I always want to be a better version of myself, but it's unclear how to quantify my quality. In sporting, there're many stats about athletes to look at. In academia, you can look at some indirect indexes about your research quality. But as a programmer at work, I often receive feedbacks from 1 or 2 persons at most. It's easy to think that I'm good enough, when the truth may be not.

So, as a programmer, how do you quantify or estimate how good you are?

Thank you,

bb88 · 7 years ago
You're asking the wrong question. You should be asking "Am I an efficient or effective programmer?"

  Do I get things in on time / under budget?
  Do I avoid common programming pitfalls?
  Do I solve more problems than I create?
  Do I see simple solutions to complex problems?
  Can I refactor terrible code to more easily maintained code?
  Can I avoid terribly written code in the first place?
  Can I effectively communicate with people in order to get the answers I need without wasting their time with needless questions?
Then you know you're effective when:

  You're asked for help often.
  You're the go to person by the boss.
  You're often asked for your opinion for engineering decisions.
  Your opinion holds weight with others.

hyperpallium · 7 years ago
"Am I an affective programmer?"

    Does my code make people feel good?
    Does it automate some user task?
    Does it make some user task easier?
    Does it amplify users' powers?
    Does it create value, by my definition of "valuable"?
Of course, these are outcomes/benefits, not the technical role of programming within an organization. But apt if you see yourself, fellow programmers and company members as "users" also.

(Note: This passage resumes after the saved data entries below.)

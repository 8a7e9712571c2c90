//! fgl_options: fglconfig.json parsing and front-end options.
//!
//! Every field is optional in the file; accessors fill in defaults. Command
//! line flags are applied on top with [`FrontendOptions::merge`].

use fgl_completion::MemberKinds;
use fgl_core::version::LanguageVersion;
use fgl_parser::ParseOptions;
use serde::{Deserialize, Serialize};
use std::fs;
use std::path::{Path, PathBuf};

/// The file name searched for when no options file is given explicitly.
pub const CONFIG_FILE_NAME: &str = "fglconfig.json";

/// Rule document version expected when the file does not say otherwise.
pub const DEFAULT_PRODUCT_VERSION: &str = fgl_completion::registry::DEFAULT_PRODUCT_VERSION;

#[derive(Debug, thiserror::Error)]
pub enum OptionsError {
    #[error("failed to read options file '{path}'")]
    Io {
        path: PathBuf,
        #[source]
        source: std::io::Error,
    },

    #[error("invalid options file '{path}': {source}")]
    Json {
        path: PathBuf,
        #[source]
        source: serde_json::Error,
    },

    #[error("invalid options: {0}")]
    Parse(#[from] serde_json::Error),

    #[error("unknown member kind '{0}' in 'memberKinds'")]
    UnknownMemberKind(String),
}

/// Front-end options, matching the fglconfig.json schema.
#[derive(Debug, Clone, Default, PartialEq, Serialize, Deserialize)]
#[serde(rename_all = "camelCase", deny_unknown_fields)]
pub struct FrontendOptions {
    /// Active language version, e.g. "3.20".
    pub language_version: Option<LanguageVersion>,
    /// Keep whitespace and comments when parsing.
    pub verbatim: Option<bool>,
    /// Completion rule document. Relative paths are resolved against the
    /// options file's directory.
    pub rules_file: Option<PathBuf>,
    /// Rule document version this product expects.
    pub product_version: Option<String>,
    /// Default member kinds for completion requests.
    pub member_kinds: Option<Vec<String>>,
}

impl FrontendOptions {
    pub fn language_version(&self) -> LanguageVersion {
        self.language_version.unwrap_or_default()
    }

    pub fn verbatim(&self) -> bool {
        self.verbatim.unwrap_or(false)
    }

    pub fn product_version(&self) -> &str {
        self.product_version.as_deref().unwrap_or(DEFAULT_PRODUCT_VERSION)
    }

    /// The completion mask; every kind when none are configured.
    pub fn member_kinds(&self) -> Result<MemberKinds, OptionsError> {
        match &self.member_kinds {
            None => Ok(MemberKinds::all()),
            Some(names) => MemberKinds::from_names(names.iter().map(String::as_str))
                .map_err(|name| OptionsError::UnknownMemberKind(name.to_string())),
        }
    }

    /// Parser options for one file.
    pub fn parse_options(&self, file_name: Option<&str>) -> ParseOptions {
        ParseOptions {
            language_version: self.language_version(),
            verbatim: self.verbatim(),
            file_name: file_name.map(str::to_string),
        }
    }

    /// Overlay the fields set in `overrides`.
    pub fn merge(&mut self, overrides: FrontendOptions) {
        if overrides.language_version.is_some() {
            self.language_version = overrides.language_version;
        }
        if overrides.verbatim.is_some() {
            self.verbatim = overrides.verbatim;
        }
        if overrides.rules_file.is_some() {
            self.rules_file = overrides.rules_file;
        }
        if overrides.product_version.is_some() {
            self.product_version = overrides.product_version;
        }
        if overrides.member_kinds.is_some() {
            self.member_kinds = overrides.member_kinds;
        }
    }
}

/// Parse options from a string.
pub fn parse_options(content: &str) -> Result<FrontendOptions, OptionsError> {
    let options: FrontendOptions = serde_json::from_str(content)?;
    options.member_kinds()?;
    Ok(options)
}

/// Parse an options file. A relative `rulesFile` is made relative to the
/// file's directory.
pub fn parse_options_file(path: &Path) -> Result<FrontendOptions, OptionsError> {
    let content = fs::read_to_string(path).map_err(|source| OptionsError::Io {
        path: path.to_path_buf(),
        source,
    })?;
    let mut options = parse_options(&content).map_err(|err| match err {
        OptionsError::Parse(source) => OptionsError::Json {
            path: path.to_path_buf(),
            source,
        },
        other => other,
    })?;
    if let (Some(rules), Some(dir)) = (&options.rules_file, path.parent()) {
        if rules.is_relative() {
            options.rules_file = Some(dir.join(rules));
        }
    }
    Ok(options)
}

/// Find `fglconfig.json` in `start` or the nearest ancestor directory.
pub fn find_options_file(start: &Path) -> Option<PathBuf> {
    start
        .ancestors()
        .map(|dir| dir.join(CONFIG_FILE_NAME))
        .find(|candidate| candidate.is_file())
}

/// Load options from `explicit` if given (it must exist), otherwise from the
/// nearest `fglconfig.json` above `cwd`, otherwise defaults. Returns the file
/// the options came from.
pub fn load_options(
    explicit: Option<&Path>,
    cwd: &Path,
) -> Result<(FrontendOptions, Option<PathBuf>), OptionsError> {
    let path = match explicit {
        Some(path) => Some(path.to_path_buf()),
        None => find_options_file(cwd),
    };
    match path {
        Some(path) => {
            tracing::debug!(path = %path.display(), "loading options");
            let options = parse_options_file(&path)?;
            Ok((options, Some(path)))
        }
        None => Ok((FrontendOptions::default(), None)),
    }
}

#[cfg(test)]
mod tests {
    use super::*;

    #[test]
    fn test_defaults() {
        let options = FrontendOptions::default();
        assert_eq!(options.language_version(), LanguageVersion::LATEST);
        assert!(!options.verbatim());
        assert_eq!(options.product_version(), "1.0");
        assert_eq!(options.member_kinds().unwrap(), MemberKinds::all());
    }

    #[test]
    fn test_parse_camel_case_fields() {
        let options = parse_options(
            r#"{ "languageVersion": "2.50", "verbatim": true, "productVersion": "1.1",
                 "memberKinds": ["variables", "keywords"] }"#,
        )
        .unwrap();
        assert_eq!(options.language_version(), LanguageVersion::V2_50);
        assert!(options.verbatim());
        assert_eq!(options.product_version(), "1.1");
        assert_eq!(
            options.member_kinds().unwrap(),
            MemberKinds::VARIABLES | MemberKinds::KEYWORDS
        );
        let parse = options.parse_options(Some("a.4gl"));
        assert_eq!(parse.language_version, LanguageVersion::V2_50);
        assert_eq!(parse.file_name.as_deref(), Some("a.4gl"));
    }

    #[test]
    fn test_invalid_options() {
        assert!(matches!(
            parse_options(r#"{ "memberKinds": ["widgets"] }"#),
            Err(OptionsError::UnknownMemberKind(name)) if name == "widgets"
        ));
        assert!(matches!(parse_options(r#"{ "languageVersion": "x" }"#), Err(OptionsError::Parse(_))));
        assert!(matches!(parse_options(r#"{ "target": "es5" }"#), Err(OptionsError::Parse(_))));
    }

    #[test]
    fn test_merge_overrides_only_set_fields() {
        let mut options = parse_options(r#"{ "languageVersion": "3.00", "verbatim": true }"#).unwrap();
        options.merge(FrontendOptions {
            language_version: Some(LanguageVersion::V3_20),
            ..FrontendOptions::default()
        });
        assert_eq!(options.language_version(), LanguageVersion::V3_20);
        assert!(options.verbatim());
    }
}
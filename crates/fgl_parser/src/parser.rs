//! Parser core.
//!
//! `Parser` owns the lookahead buffer, the active language version and the
//! diagnostics reported so far. Grammar productions live in their own
//! modules and drive the parser through the small API defined here.

use crate::lookahead::TokenQueue;
use fgl_ast::TokenKind;
use fgl_core::text::{TextPos, TextSpan};
use fgl_core::version::LanguageVersion;
use fgl_diagnostics::{messages, Diagnostic, DiagnosticCollection, DiagnosticMessage};
use fgl_scanner::{ScanMode, Token};

/// Maximum recursion depth to prevent stack overflow on deeply nested input.
const MAX_RECURSION_DEPTH: u32 = 200;

/// Options that control a parse.
#[derive(Debug, Clone, Default)]
pub struct ParseOptions {
    /// Constructs newer than this version are reported instead of parsed.
    pub language_version: LanguageVersion,
    /// Keep whitespace and comments; they are returned as trivia.
    pub verbatim: bool,
    /// File name attached to reported diagnostics.
    pub file_name: Option<String>,
}

impl ParseOptions {
    pub fn with_version(language_version: LanguageVersion) -> Self {
        Self {
            language_version,
            ..Self::default()
        }
    }
}

/// The recursive-descent parser state shared by all productions.
pub struct Parser {
    tokens: TokenQueue,
    language_version: LanguageVersion,
    diagnostics: DiagnosticCollection,
    /// Tracks recursion depth to prevent stack overflow on deeply nested input.
    recursion_depth: u32,
    depth_error_reported: bool,
    text_len: TextPos,
}

impl Parser {
    pub fn new(source_text: &str, options: &ParseOptions) -> Self {
        let mode = if options.verbatim {
            ScanMode::Verbatim
        } else {
            ScanMode::Default
        };
        Self {
            tokens: TokenQueue::new(source_text, mode),
            language_version: options.language_version,
            diagnostics: DiagnosticCollection::new(),
            recursion_depth: 0,
            depth_error_reported: false,
            text_len: source_text.chars().count() as TextPos,
        }
    }

    /// Finish parsing: return all diagnostics (scanner and parser, in source
    /// order) and the trivia collected in verbatim mode.
    pub fn finish(self) -> (DiagnosticCollection, Vec<Token>) {
        let (trivia, scanner_diagnostics) = self.tokens.into_parts();
        let mut diagnostics = scanner_diagnostics;
        diagnostics.extend(self.diagnostics);
        diagnostics.sort();
        (diagnostics, trivia)
    }

    #[inline]
    pub fn language_version(&self) -> LanguageVersion {
        self.language_version
    }

    /// Length of the source text in characters.
    #[inline]
    pub fn text_len(&self) -> TextPos {
        self.text_len
    }

    // ========================================================================
    // Token management
    // ========================================================================

    #[inline]
    pub fn peek_token(&mut self, depth: usize) -> &Token {
        self.tokens.peek_token(depth)
    }

    #[inline]
    pub fn peek(&mut self, kind: TokenKind) -> bool {
        self.tokens.peek(kind)
    }

    #[inline]
    pub fn peek_at(&mut self, kind: TokenKind, depth: usize) -> bool {
        self.tokens.peek_at(kind, depth)
    }

    /// Kind of the next token.
    #[inline]
    pub fn peek_kind(&mut self) -> TokenKind {
        self.tokens.peek_token(1).kind
    }

    #[inline]
    pub fn next_token(&mut self) -> TokenKind {
        self.tokens.next_token()
    }

    /// The most recently consumed token.
    #[inline]
    pub fn token(&self) -> &Token {
        self.tokens.token()
    }

    #[inline]
    pub fn eof(&mut self) -> bool {
        self.tokens.eof()
    }

    /// Number of tokens consumed so far; used to detect lack of progress.
    #[inline]
    pub fn consumed(&self) -> usize {
        self.tokens.consumed()
    }

    /// Start offset of the next token.
    pub fn next_pos(&mut self) -> TextPos {
        self.tokens.peek_token(1).pos
    }

    /// End offset of the most recently consumed token.
    pub fn last_end(&self) -> TextPos {
        self.tokens.token().end
    }

    /// Consume the next token if it has the given kind.
    pub fn optional(&mut self, kind: TokenKind) -> bool {
        if self.peek(kind) {
            self.next_token();
            true
        } else {
            false
        }
    }

    /// Consume the next token if it has the given kind, otherwise report
    /// `'<kind>' expected` at the next token and consume nothing.
    pub fn expect(&mut self, kind: TokenKind) -> bool {
        if self.optional(kind) {
            return true;
        }
        self.error_at_next(&messages::_0_EXPECTED, &[kind.text()]);
        false
    }

    /// Consume a name (an identifier or a contextual keyword) and return its
    /// source text and span.
    pub fn parse_identifier(&mut self) -> Option<(String, TextSpan)> {
        let token = self.peek_token(1);
        if !token.kind.can_be_identifier() {
            return None;
        }
        let result = (token.text.clone(), token.span());
        self.next_token();
        Some(result)
    }

    /// Like [`Parser::parse_identifier`], but reports `Identifier expected`
    /// when no name follows.
    pub fn expect_identifier(&mut self) -> Option<(String, TextSpan)> {
        let name = self.parse_identifier();
        if name.is_none() {
            self.error_at_next(&messages::IDENTIFIER_EXPECTED, &[]);
        }
        name
    }

    // ========================================================================
    // Diagnostics
    // ========================================================================

    pub fn report_syntax_error(&mut self, message: &DiagnosticMessage, args: &[&str], span: TextSpan) {
        self.diagnostics.add(Diagnostic::at(span, message, args));
    }

    /// Report at the next (not yet consumed) token.
    pub fn error_at_next(&mut self, message: &DiagnosticMessage, args: &[&str]) {
        let span = self.peek_token(1).span();
        self.report_syntax_error(message, args, span);
    }

    /// Errors reported so far: the parser's own plus the scanner errors of
    /// every consumed token. Nodes compare this before and after parsing to
    /// tell whether recovery happened inside them.
    pub fn error_count(&self) -> usize {
        self.diagnostics.error_count() + self.tokens.consumed_errors()
    }

    // ========================================================================
    // Nesting
    // ========================================================================

    /// Enter one level of nesting. Returns false (reporting once per parse)
    /// when the depth limit is reached; the caller must not recurse then.
    pub fn enter_nested(&mut self) -> bool {
        if self.recursion_depth >= MAX_RECURSION_DEPTH {
            if !self.depth_error_reported {
                self.depth_error_reported = true;
                self.error_at_next(&messages::MAXIMUM_NESTING_DEPTH_EXCEEDED, &[]);
            }
            return false;
        }
        self.recursion_depth += 1;
        true
    }

    pub fn exit_nested(&mut self) {
        self.recursion_depth = self.recursion_depth.saturating_sub(1);
    }
}

#[cfg(test)]
mod tests {
    use super::*;

    #[test]
    fn test_expect_reports_without_consuming() {
        let mut parser = Parser::new("x", &ParseOptions::default());
        assert!(!parser.expect(TokenKind::ThenKeyword));
        assert_eq!(parser.consumed(), 0);
        let (diagnostics, _) = parser.finish();
        assert_eq!(diagnostics.diagnostics()[0].message_text, "'then' expected.");
    }

    #[test]
    fn test_contextual_keyword_is_an_identifier() {
        let mut parser = Parser::new("action end", &ParseOptions::default());
        assert_eq!(parser.parse_identifier().map(|(n, _)| n), Some("action".to_string()));
        assert!(parser.parse_identifier().is_none());
        assert!(parser.peek(TokenKind::EndKeyword));
    }
}
//! Statement productions, keyed by their leading tokens.
//!
//! Each production is a plain function tried in table order. A production
//! is only called when the next token is in its `leading` set; it returns
//! `None` without consuming anything when the construct turns out not to
//! apply, so the next candidate can be tried.

use crate::blocks;
use crate::context::ParseContext;
use crate::declarations;
use crate::module;
use crate::parser::Parser;
use crate::statements;
use fgl_ast::{AstNode, TokenKind};
use fgl_core::version::LanguageVersion;
use fgl_diagnostics::messages;

pub type ParseFn = fn(&mut Parser, &ParseContext<'_>) -> Option<AstNode>;

pub struct StatementProduction {
    pub name: &'static str,
    /// Tokens that can introduce the construct. The first entry is its
    /// primary keyword, which is what version gating reports on.
    pub leading: &'static [TokenKind],
    pub min_version: LanguageVersion,
    pub parse: ParseFn,
}

impl StatementProduction {
    const fn new(
        name: &'static str,
        leading: &'static [TokenKind],
        min_version: LanguageVersion,
        parse: ParseFn,
    ) -> Self {
        Self {
            name,
            leading,
            min_version,
            parse,
        }
    }

    fn starts_with(&self, kind: TokenKind) -> bool {
        self.leading.contains(&kind)
    }
}

impl std::fmt::Debug for StatementProduction {
    fn fmt(&self, f: &mut std::fmt::Formatter<'_>) -> std::fmt::Result {
        f.debug_struct("StatementProduction")
            .field("name", &self.name)
            .field("min_version", &self.min_version)
            .finish()
    }
}

use LanguageVersion as V;
use TokenKind as K;

/// Statements allowed in function, MAIN and nested block bodies.
pub static STATEMENTS: &[StatementProduction] = &[
    StatementProduction::new("define", &[K::DefineKeyword], V::BASELINE, declarations::parse_define),
    StatementProduction::new("constant", &[K::ConstantKeyword], V::BASELINE, declarations::parse_constant),
    StatementProduction::new("type", &[K::TypeKeyword], V::V2_20, declarations::parse_type_statement),
    StatementProduction::new("let", &[K::LetKeyword], V::BASELINE, statements::parse_let),
    StatementProduction::new("call", &[K::CallKeyword], V::BASELINE, statements::parse_call),
    StatementProduction::new("return", &[K::ReturnKeyword], V::BASELINE, statements::parse_return),
    StatementProduction::new(
        "display",
        &[K::DisplayKeyword, K::MessageKeyword, K::ErrorKeyword],
        V::BASELINE,
        statements::parse_output,
    ),
    StatementProduction::new("sleep", &[K::SleepKeyword], V::BASELINE, statements::parse_sleep),
    StatementProduction::new("initialize", &[K::InitializeKeyword], V::BASELINE, statements::parse_initialize),
    StatementProduction::new("exit", &[K::ExitKeyword], V::BASELINE, statements::parse_exit),
    StatementProduction::new("continue", &[K::ContinueKeyword], V::BASELINE, statements::parse_continue),
    StatementProduction::new("prepare", &[K::PrepareKeyword], V::BASELINE, statements::parse_prepare),
    StatementProduction::new("declare", &[K::DeclareKeyword], V::BASELINE, statements::parse_declare),
    StatementProduction::new(
        "cursor",
        &[K::OpenKeyword, K::CloseKeyword, K::FreeKeyword, K::FetchKeyword, K::ExecuteKeyword],
        V::BASELINE,
        statements::parse_cursor_statement,
    ),
    StatementProduction::new("whenever", &[K::WheneverKeyword], V::BASELINE, statements::parse_whenever),
    StatementProduction::new("run", &[K::RunKeyword], V::BASELINE, statements::parse_run),
    StatementProduction::new("if", &[K::IfKeyword], V::BASELINE, blocks::parse_if),
    StatementProduction::new("while", &[K::WhileKeyword], V::BASELINE, blocks::parse_while),
    StatementProduction::new("for", &[K::ForKeyword], V::BASELINE, blocks::parse_for),
    StatementProduction::new("foreach", &[K::ForeachKeyword], V::BASELINE, blocks::parse_foreach),
    StatementProduction::new("case", &[K::CaseKeyword], V::BASELINE, blocks::parse_case),
    StatementProduction::new("try", &[K::TryKeyword], V::V2_10, blocks::parse_try),
    StatementProduction::new("menu", &[K::MenuKeyword], V::BASELINE, blocks::parse_menu),
];

/// Declarations and routines allowed at module level.
pub static MODULE_MEMBERS: &[StatementProduction] = &[
    StatementProduction::new("import", &[K::ImportKeyword], V::V2_30, module::parse_import),
    StatementProduction::new(
        "database",
        &[K::SchemaKeyword, K::DatabaseKeyword],
        V::BASELINE,
        module::parse_database,
    ),
    StatementProduction::new("globals", &[K::GlobalsKeyword], V::BASELINE, module::parse_globals),
    StatementProduction::new(
        "define",
        &[K::DefineKeyword, K::PublicKeyword, K::PrivateKeyword],
        V::BASELINE,
        declarations::parse_define,
    ),
    StatementProduction::new(
        "constant",
        &[K::ConstantKeyword, K::PublicKeyword, K::PrivateKeyword],
        V::BASELINE,
        declarations::parse_constant,
    ),
    StatementProduction::new(
        "type",
        &[K::TypeKeyword, K::PublicKeyword, K::PrivateKeyword],
        V::V2_20,
        declarations::parse_type_statement,
    ),
    StatementProduction::new(
        "main",
        &[K::MainKeyword, K::PublicKeyword, K::PrivateKeyword],
        V::BASELINE,
        module::parse_main,
    ),
    StatementProduction::new(
        "function",
        &[K::FunctionKeyword, K::PublicKeyword, K::PrivateKeyword],
        V::BASELINE,
        module::parse_function,
    ),
];

/// Declarations allowed inside `GLOBALS ... END GLOBALS`.
pub static GLOBALS_MEMBERS: &[StatementProduction] = &[
    StatementProduction::new("define", &[K::DefineKeyword], V::BASELINE, declarations::parse_define),
    StatementProduction::new("constant", &[K::ConstantKeyword], V::BASELINE, declarations::parse_constant),
    StatementProduction::new("type", &[K::TypeKeyword], V::V2_20, declarations::parse_type_statement),
];

/// Statements contributed by a MENU to the bodies of its clauses.
pub static MENU_STATEMENTS: &[StatementProduction] = &[StatementProduction::new(
    "option",
    &[K::NextKeyword, K::ShowKeyword, K::HideKeyword],
    V::BASELINE,
    statements::parse_menu_option_control,
)];

/// Try the context statements, then `table`, against the next token.
///
/// Returns the parsed node, or `None` when nothing applied. `None` after
/// tokens were consumed means a production recovered without producing a
/// node; callers detect that through `Parser::consumed`.
pub fn dispatch_statement(
    parser: &mut Parser,
    ctx: &ParseContext<'_>,
    table: &'static [StatementProduction],
) -> Option<AstNode> {
    let kind = parser.peek_kind();
    let candidates = ctx
        .context_statements
        .iter()
        .copied()
        .chain(table.iter())
        .filter(|production| production.starts_with(kind));

    for production in candidates {
        if !production.min_version.is_available_in(parser.language_version()) {
            // A modifier alone does not commit to a gated production.
            if production.leading.first() != Some(&kind) {
                continue;
            }
            tracing::debug!(
                production = production.name,
                min_version = %production.min_version,
                "statement not available in active language version"
            );
            let min_version = production.min_version.to_string();
            parser.error_at_next(
                &messages::_0_REQUIRES_LANGUAGE_VERSION_1_OR_LATER,
                &[production.name, &min_version],
            );
            parser.next_token();
            return None;
        }

        let before = parser.consumed();
        if !parser.enter_nested() {
            parser.next_token();
            return None;
        }
        tracing::trace!(production = production.name, "trying statement production");
        let result = (production.parse)(parser, ctx);
        parser.exit_nested();

        if result.is_some() || parser.consumed() != before {
            return result;
        }
    }
    None
}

> I read a study that measured the efficiency of locomotion for various species on the planet. The condor used the least energy to move a kilometer. And, humans came in with a rather unimpressive showing, about a third of the way down the list. It was not too proud a showing for the crown of creation. So, that didn’t look so good. But, then somebody at Scientific American had the insight to test the efficiency of locomotion for a man on a bicycle. And, a man on a bicycle, a human on a bicycle, blew the condor away, completely off the top of the charts. https://www.brainpickings.org/2011/12/21/steve-jobs-bicycle-... https://youtube.com/watch?v=0lvMgMrNDlg

> ... There need be no real danger of it ever becoming a drudge, for any processes that are quite mechanical may be turned over to the machine itself. https://wikiquote.org/wiki/Alan_Turing

hdkmraf · 7 years ago
Wow, this is such an eye opener. I have always considered myself an ok programmer, but always struggling with trying to be effective.

Your four points on effectiveness happen to me on a daily basis, but I tend to see them as annoyances, mind you, I rarely refuse to help and advice. This gives a whole new light and meaning to all those interruptions.

bb88 · 7 years ago
Developers can often be "force-multipliers" even if they don't see it themselves. Yes there's the 10x developer that can get 10x done than the average person.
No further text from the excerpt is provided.